Regioregular Non‐Fused Polymerized Small Molecular Acceptors Enabling Efficient All‐Polymer Solar Cells

Comprehensive Summary The regioregularity induced by the isomers of the end‐groups has been widely recognized as a key factor that determines the photovoltaic properties of polymerized small molecular acceptors (PSMAs) in all‐polymer solar cells (all‐PSCs). However, the influence of regioregularity on the photovoltaic properties of non‐fused PSMAs has not been explored yet. In this contribution, two regioregular non‐fused PSMAs, PFBTz‐T‐γ and PFBTz‐T‐δ, were synthesized for the first time by using the monomers with isomeric pure end‐groups.
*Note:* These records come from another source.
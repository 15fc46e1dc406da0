use crate::error::ScanError;
use crate::intake::Preview;
use serde::{Deserialize, Serialize};
use std::time::Duration;

#[derive(Debug, Clone, Serialize, Deserialize)]
pub struct ClientConfig {
    pub server_url: String,
    /// Cosmetic pause between 100% upload and showing the result.
    #[serde(with = "humantime_serde")]
    pub completion_hold: Duration,
    #[serde(with = "humantime_serde")]
    pub request_timeout: Duration,
    pub user_agent: String,
}

impl ClientConfig {
    /// Absolute URL of the backend's predict endpoint.
    pub fn predict_url(&self) -> String {
        format!("{}/predict", self.server_url.trim_end_matches('/'))
    }
}

/// Diagnostic classes the backend can return. Declaration order is the wire
/// order of the `scores` array.
#[derive(Debug, Clone, Copy, PartialEq, Eq, Hash, Serialize, Deserialize)]
pub enum ClassLabel {
    #[serde(rename = "lung_aca")]
    Adenocarcinoma,
    #[serde(rename = "lung_n")]
    Normal,
    #[serde(rename = "lung_scc")]
    SquamousCellCarcinoma,
}

impl ClassLabel {
    pub const VOCABULARY: [ClassLabel; 3] = [
        ClassLabel::Adenocarcinoma,
        ClassLabel::Normal,
        ClassLabel::SquamousCellCarcinoma,
    ];

    pub fn as_wire_str(self) -> &'static str {
        match self {
            ClassLabel::Adenocarcinoma => "lung_aca",
            ClassLabel::Normal => "lung_n",
            ClassLabel::SquamousCellCarcinoma => "lung_scc",
        }
    }

    pub fn from_wire_str(s: &str) -> Option<Self> {
        Self::VOCABULARY
            .into_iter()
            .find(|label| label.as_wire_str() == s)
    }

    pub fn display_name(self) -> &'static str {
        match self {
            ClassLabel::Adenocarcinoma => "Adenocarcinoma",
            ClassLabel::Normal => "Normal Lung",
            ClassLabel::SquamousCellCarcinoma => "Squamous Cell Carcinoma",
        }
    }
}

/// Success body of `POST /predict`.
#[derive(Debug, Clone, Serialize, Deserialize)]
pub struct PredictResponse {
    pub predicted_class_name: String,
    pub scores: Vec<f64>,
}

/// Optional error body of `POST /predict`.
#[derive(Debug, Clone, Default, Serialize, Deserialize)]
pub struct ErrorResponse {
    #[serde(default)]
    pub error: Option<String>,
}

/// Coarse confidence tier of the top class score.
#[derive(Debug, Clone, Copy, PartialEq, Eq, Serialize, Deserialize)]
pub enum QualityBucket {
    Excellent,
    Good,
    Fair,
}

impl QualityBucket {
    /// Both thresholds are exclusive: 0.9 is Good and 0.7 is Fair.
    pub fn from_confidence(confidence: f64) -> Self {
        if confidence > 0.9 {
            QualityBucket::Excellent
        } else if confidence > 0.7 {
            QualityBucket::Good
        } else {
            QualityBucket::Fair
        }
    }

    pub fn as_str(self) -> &'static str {
        match self {
            QualityBucket::Excellent => "Excellent",
            QualityBucket::Good => "Good",
            QualityBucket::Fair => "Fair",
        }
    }
}

#[derive(Debug, Clone, PartialEq, Serialize, Deserialize)]
pub struct ClassScore {
    pub label: ClassLabel,
    pub display_name: String,
    pub score: f64,
}

/// Display-ready classification of one scan. Built once by the interpreter and
/// never mutated afterwards.
#[derive(Debug, Clone, PartialEq, Serialize, Deserialize)]
pub struct Prediction {
    pub predicted_class: ClassLabel,
    pub display_name: String,
    pub confidence_score: f64,
    pub is_normal: bool,
    pub per_class_scores: Vec<ClassScore>,
    pub quality_bucket: QualityBucket,
}

impl Prediction {
    pub fn headline(&self) -> String {
        if self.is_normal {
            "No suspicious nodules detected".to_string()
        } else {
            format!("Potential {} detected", self.display_name)
        }
    }

    pub fn medical_note(&self) -> &'static str {
        if self.is_normal {
            "No concerning patterns found. Routine checkups recommended."
        } else {
            "Consult a medical professional for further evaluation."
        }
    }
}

/// Format a [0,1] score as a percentage with one decimal, e.g. `95.0%`.
pub fn format_percent(score: f64) -> String {
    format!("{:.1}%", score * 100.0)
}

/// Events produced by background work for one attempt. Every variant carries
/// the generation of the attempt that spawned it.
#[derive(Debug, Clone)]
pub enum ScanEvent {
    Progress {
        generation: u64,
        percent: u8,
    },
    PreviewReady {
        generation: u64,
        preview: Preview,
    },
    PreviewFailed {
        generation: u64,
        message: String,
    },
    Succeeded {
        generation: u64,
        // Box to keep ScanEvent small; progress events are far more frequent.
        prediction: Box<Prediction>,
    },
    Failed {
        generation: u64,
        error: ScanError,
    },
    HoldElapsed {
        generation: u64,
    },
}

impl ScanEvent {
    pub fn generation(&self) -> u64 {
        match self {
            ScanEvent::Progress { generation, .. }
            | ScanEvent::PreviewReady { generation, .. }
            | ScanEvent::PreviewFailed { generation, .. }
            | ScanEvent::Succeeded { generation, .. }
            | ScanEvent::Failed { generation, .. }
            | ScanEvent::HoldElapsed { generation } => *generation,
        }
    }
}

/// Structured info events emitted by the controller and consumed by UI/CLI layers.
#[derive(Debug, Clone, Serialize)]
pub enum InfoEvent {
    Uploading { file_name: String, url: String },
    Rejected { file_name: String, media_type: String },
    PreviewUnavailable { file_name: String },
    Reset,
}

impl InfoEvent {
    /// Render a human-readable message for UI/CLI layers.
    pub fn to_message(&self) -> String {
        match self {
            InfoEvent::Uploading { file_name, url } => {
                format!("Uploading {} to {}", file_name, url)
            }
            InfoEvent::Rejected {
                file_name,
                media_type,
            } => format!("Rejected {} ({})", file_name, media_type),
            InfoEvent::PreviewUnavailable { file_name } => {
                format!("Preview unavailable for {}", file_name)
            }
            InfoEvent::Reset => "Ready for a new image".to_string(),
        }
    }
}
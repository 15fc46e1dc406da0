//! Scan lifecycle controller.
//!
//! Owns the [`Session`] and is its only writer. UI layers send commands in and
//! receive snapshots out; background preview/upload/hold tasks report back
//! through a generation-tagged event channel.

use crate::engine::UploadEngine;
use crate::intake::{self, FileHandle};
use crate::model::{ClientConfig, InfoEvent, ScanEvent};
use crate::session::{Applied, Phase, Session, SessionSnapshot};
use anyhow::Result;
use tokio::sync::mpsc::{self, UnboundedReceiver, UnboundedSender};

/// Commands emitted by UI layers.
#[derive(Debug, Clone)]
pub(crate) enum UiCommand {
    SelectFile(FileHandle),
    Reset,
    Quit,
}

/// Events emitted to UI layers.
#[derive(Debug, Clone)]
pub(crate) enum AppEvent {
    Snapshot(Box<SessionSnapshot>),
    Info(InfoEvent),
}

pub(crate) struct Controller {
    cfg: ClientConfig,
    engine: UploadEngine,
    session: Session,
    scan_tx: UnboundedSender<ScanEvent>,
    scan_rx: UnboundedReceiver<ScanEvent>,
    event_tx: UnboundedSender<AppEvent>,
}

impl Controller {
    pub(crate) fn new(cfg: ClientConfig, event_tx: UnboundedSender<AppEvent>) -> Result<Self> {
        let engine = UploadEngine::new(&cfg)?;
        let (scan_tx, scan_rx) = mpsc::unbounded_channel();
        Ok(Self {
            cfg,
            engine,
            session: Session::new(),
            scan_tx,
            scan_rx,
            event_tx,
        })
    }

    fn publish(&self) {
        let _ = self
            .event_tx
            .send(AppEvent::Snapshot(Box::new(self.session.snapshot())));
    }

    fn info(&self, info: InfoEvent) {
        let _ = self.event_tx.send(AppEvent::Info(info));
    }

    /// Returns `false` once the controller should stop.
    fn handle_command(&mut self, cmd: UiCommand) -> bool {
        match cmd {
            UiCommand::SelectFile(handle) => self.select_file(handle),
            UiCommand::Reset => {
                self.session.reset();
                tracing::debug!(generation = self.session.generation(), "session reset");
                self.publish();
                self.info(InfoEvent::Reset);
            }
            UiCommand::Quit => return false,
        }
        true
    }

    fn select_file(&mut self, handle: FileHandle) {
        if let Err(e) = intake::validate(&handle) {
            let generation = self.session.reject(&handle, &e);
            tracing::info!(
                generation,
                file = %handle.name,
                media_type = %handle.media_type,
                "file rejected"
            );
            self.publish();
            self.info(InfoEvent::Rejected {
                file_name: handle.name,
                media_type: handle.media_type,
            });
            return;
        }

        // The processing snapshot goes out before any preview or network work starts.
        let generation = self.session.begin_attempt(&handle);
        tracing::info!(generation, file = %handle.name, source = ?handle.source, "file accepted");
        self.publish();

        let preview_tx = self.scan_tx.clone();
        let preview_handle = handle.clone();
        tokio::spawn(async move {
            let ev = match intake::load_preview(&preview_handle).await {
                Ok(preview) => ScanEvent::PreviewReady {
                    generation,
                    preview,
                },
                Err(e) => ScanEvent::PreviewFailed {
                    generation,
                    message: format!("{e:#}"),
                },
            };
            let _ = preview_tx.send(ev);
        });

        self.info(InfoEvent::Uploading {
            file_name: handle.name.clone(),
            url: self.engine.predict_url().to_string(),
        });
        let engine = self.engine.clone();
        let upload_tx = self.scan_tx.clone();
        tokio::spawn(async move {
            // Progress and the terminal event share one sender, so the terminal
            // event is always observed after the last progress update.
            let ev = match engine.run(generation, &handle, upload_tx.clone()).await {
                Ok(prediction) => ScanEvent::Succeeded {
                    generation,
                    prediction: Box::new(prediction),
                },
                Err(error) => ScanEvent::Failed { generation, error },
            };
            let _ = upload_tx.send(ev);
        });
    }

    fn handle_scan_event(&mut self, ev: ScanEvent) {
        let generation = ev.generation();
        let current = self.session.generation();

        if let ScanEvent::PreviewFailed { message, .. } = &ev {
            if generation == current {
                tracing::warn!(generation, reason = %message, "preview failed");
                if let Some(file) = self.session.selected_file() {
                    self.info(InfoEvent::PreviewUnavailable {
                        file_name: file.name.clone(),
                    });
                }
            }
        }

        let before = self.session.phase();
        match self.session.apply(ev) {
            Applied::Stale => {
                tracing::debug!(generation, current, "discarding event from superseded attempt");
            }
            Applied::Ignored => {}
            Applied::Changed => {
                self.trace_transition(generation, before);
                self.publish();
            }
            Applied::HoldStarted => {
                self.publish();
                self.start_hold(generation);
            }
        }
    }

    fn trace_transition(&self, generation: u64, before: Phase) {
        let session = &self.session;
        let entered = (session.phase() != before).then_some(session.phase());
        match (entered, session.result(), session.error_message()) {
            (Some(Phase::Complete), Some(p), _) => tracing::info!(
                generation,
                class = p.predicted_class.as_wire_str(),
                confidence = p.confidence_score,
                "result shown"
            ),
            (Some(Phase::Failed), _, Some(reason)) => {
                tracing::info!(generation, %reason, "attempt failed")
            }
            _ => tracing::trace!(
                generation,
                phase = ?session.phase(),
                percent = session.upload_percent(),
                "session updated"
            ),
        }
    }

    /// Deliver `HoldElapsed` after the cosmetic delay without blocking the loop.
    fn start_hold(&self, generation: u64) {
        let tx = self.scan_tx.clone();
        let hold = self.cfg.completion_hold;
        tokio::spawn(async move {
            tokio::time::sleep(hold).await;
            let _ = tx.send(ScanEvent::HoldElapsed { generation });
        });
    }

    pub(crate) async fn run(mut self, mut cmd_rx: UnboundedReceiver<UiCommand>) -> Result<()> {
        self.publish();
        loop {
            tokio::select! {
                cmd = cmd_rx.recv() => {
                    match cmd {
                        Some(cmd) => {
                            if !self.handle_command(cmd) {
                                break;
                            }
                        }
                        // All UI senders gone; in-flight work is abandoned.
                        None => break,
                    }
                }
                Some(ev) = self.scan_rx.recv() => self.handle_scan_event(ev),
            }
        }
        tracing::debug!("controller stopped");
        Ok(())
    }
}

/// Run the controller until the UI quits or drops its command sender.
pub(crate) async fn run_controller(
    cfg: ClientConfig,
    event_tx: UnboundedSender<AppEvent>,
    cmd_rx: UnboundedReceiver<UiCommand>,
) -> Result<()> {
    Controller::new(cfg, event_tx)?.run(cmd_rx).await
}
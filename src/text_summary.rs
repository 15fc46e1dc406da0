//! Text summary builder for CLI output.
//!
//! Formats a finished session into human-readable lines for text mode.

use crate::model::{format_percent, Prediction};
use crate::session::{Phase, SessionSnapshot};
use anyhow::{bail, Result};

/// Pre-formatted lines for text output.
pub(crate) struct TextSummary {
    pub lines: Vec<String>,
}

/// Lines describing a completed classification.
pub(crate) fn prediction_lines(p: &Prediction) -> Vec<String> {
    let mut lines = vec![
        "Processing Complete".to_string(),
        format!("Analysis Result: {}", p.headline()),
        format!("Confidence: {}", format_percent(p.confidence_score)),
        format!("Scan Quality: {}", p.quality_bucket.as_str()),
        "Detailed Analysis:".to_string(),
    ];
    for s in &p.per_class_scores {
        lines.push(format!("  {}: {}", s.display_name, format_percent(s.score)));
    }
    lines.push(p.medical_note().to_string());
    lines
}

/// Build a text summary from a finished session snapshot.
///
/// Fails with the session's error message when the attempt did not complete,
/// so text mode exits non-zero on failure.
pub(crate) fn build_text_summary(snapshot: &SessionSnapshot) -> Result<TextSummary> {
    match (snapshot.phase, snapshot.result.as_ref()) {
        (Phase::Complete, Some(p)) => {
            let mut lines = Vec::new();
            if let Some(file) = snapshot.selected_file.as_ref() {
                lines.push(format!("File: {}", file.name));
            }
            lines.extend(prediction_lines(p));
            Ok(TextSummary { lines })
        }
        (Phase::Failed, _) => bail!(
            "{}",
            snapshot
                .error_message
                .as_deref()
                .unwrap_or(crate::error::GENERIC_FAILURE)
        ),
        (phase, _) => bail!("scan did not finish (phase: {phase:?})"),
    }
}
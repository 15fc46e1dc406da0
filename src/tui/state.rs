use crate::intake::{parse_dropped_path, DragEvent, DropZone, FileHandle, IntakeSource};
use crate::orchestrator::{AppEvent, UiCommand};
use crate::session::{Phase, SessionSnapshot};

/// What a key press or paste asks the UI loop to do.
#[derive(Debug)]
pub(crate) enum UiAction {
    None,
    Send(UiCommand),
    Quit,
}

/// Presentation state. Owned by the UI thread only; session data arrives as
/// snapshots from the controller and is never mutated here.
#[derive(Default)]
pub(crate) struct UiState {
    pub snapshot: SessionSnapshot,
    pub drop_zone: DropZone,
    /// Path prompt contents while browsing for a file.
    pub path_input: Option<String>,
    pub info: String,
    pub show_help: bool,
    pub server: String,
}

impl UiState {
    pub fn apply_event(&mut self, ev: AppEvent) {
        match ev {
            AppEvent::Snapshot(s) => self.snapshot = *s,
            AppEvent::Info(info) => self.info = info.to_message(),
        }
    }

    pub fn status_label(&self) -> &'static str {
        match self.snapshot.phase {
            Phase::Idle => "Waiting for image",
            Phase::Processing => "Analyzing...",
            Phase::Complete => "Processing Complete",
            Phase::Failed => "Analysis failed",
        }
    }

    /// Open the path prompt; the upload area stays highlighted while it is open.
    pub fn open_picker(&mut self) {
        self.path_input = Some(String::new());
        self.drop_zone.on_drag(DragEvent::Enter);
    }

    pub fn cancel_picker(&mut self) {
        self.path_input = None;
        self.drop_zone.on_drag(DragEvent::Leave);
    }

    pub fn type_into_picker(&mut self, text: &str) {
        if let Some(input) = self.path_input.as_mut() {
            input.push_str(text);
            self.drop_zone.on_drag(DragEvent::Over);
        }
    }

    pub fn backspace_picker(&mut self) {
        if let Some(input) = self.path_input.as_mut() {
            input.pop();
            self.drop_zone.on_drag(DragEvent::Over);
        }
    }

    /// Submit the path prompt. Empty input just closes it.
    pub fn submit_picker(&mut self) -> UiAction {
        self.drop_zone.on_drag(DragEvent::Leave);
        let Some(text) = self.path_input.take() else {
            return UiAction::None;
        };
        match parse_dropped_path(&text) {
            Some(path) => UiAction::Send(UiCommand::SelectFile(FileHandle::from_path(
                path,
                IntakeSource::Picker,
            ))),
            None => UiAction::None,
        }
    }

    /// Pasted text is a drop onto the upload area, unless the path prompt is open.
    pub fn on_paste(&mut self, text: &str) -> UiAction {
        if self.path_input.is_some() {
            self.type_into_picker(text.lines().next().unwrap_or_default());
            return UiAction::None;
        }
        match self.drop_zone.on_drop(text) {
            Some(handle) => UiAction::Send(UiCommand::SelectFile(handle)),
            None => {
                self.info = "Drop did not contain a file path".into();
                UiAction::None
            }
        }
    }

    /// "Remove image": available whenever a file is shown.
    pub fn remove_image(&mut self) -> UiAction {
        if self.snapshot.selected_file.is_some() {
            UiAction::Send(UiCommand::Reset)
        } else {
            UiAction::None
        }
    }

    /// "Upload new image": only offered once results are shown.
    pub fn upload_new(&mut self) -> UiAction {
        if self.snapshot.phase == Phase::Complete {
            UiAction::Send(UiCommand::Reset)
        } else {
            UiAction::None
        }
    }
}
Compared with PFBTz‐T‐δ, PFBTz‐T‐γ has more compact and more ordered packing in solid state, which results in a more red‐shifted optical absorption and a higher electron mobility. More remarkably, PFBTz‐T‐γ and PFBTz‐T‐δ exhibited huge difference in photovoltaic performance in all‐PSCs, which offered the power conversion efficiencies (PCEs) of 9.72% and 0.52%, respectively. Further studies have unveiled that the higher PCE of PFBTz‐T‐γ is due to more efficient exciton dissociation, higher and more balanced electron/hole mobility, and less charge recombination as a result of favorable morphology of the blend film. This work demonstrates that the development of regioregular non‐fused PSMAs by tuning the polymerization sites is an effective strategy for obtaining high‐efficiency all‐PSCs. Two regioregular non‐fused polymerized small molecular acceptors (PSMAs) were designed by regulating the polymerization sites on the A–D–A'–D–A type non‐fused monomers. The tremendous difference in device performance between the two polymer acceptors demonstrated that the development of regioregular non‐fused PSMAs is an effective strategy to achieve high‐performance yet low‐cost all‐polymer solar cells.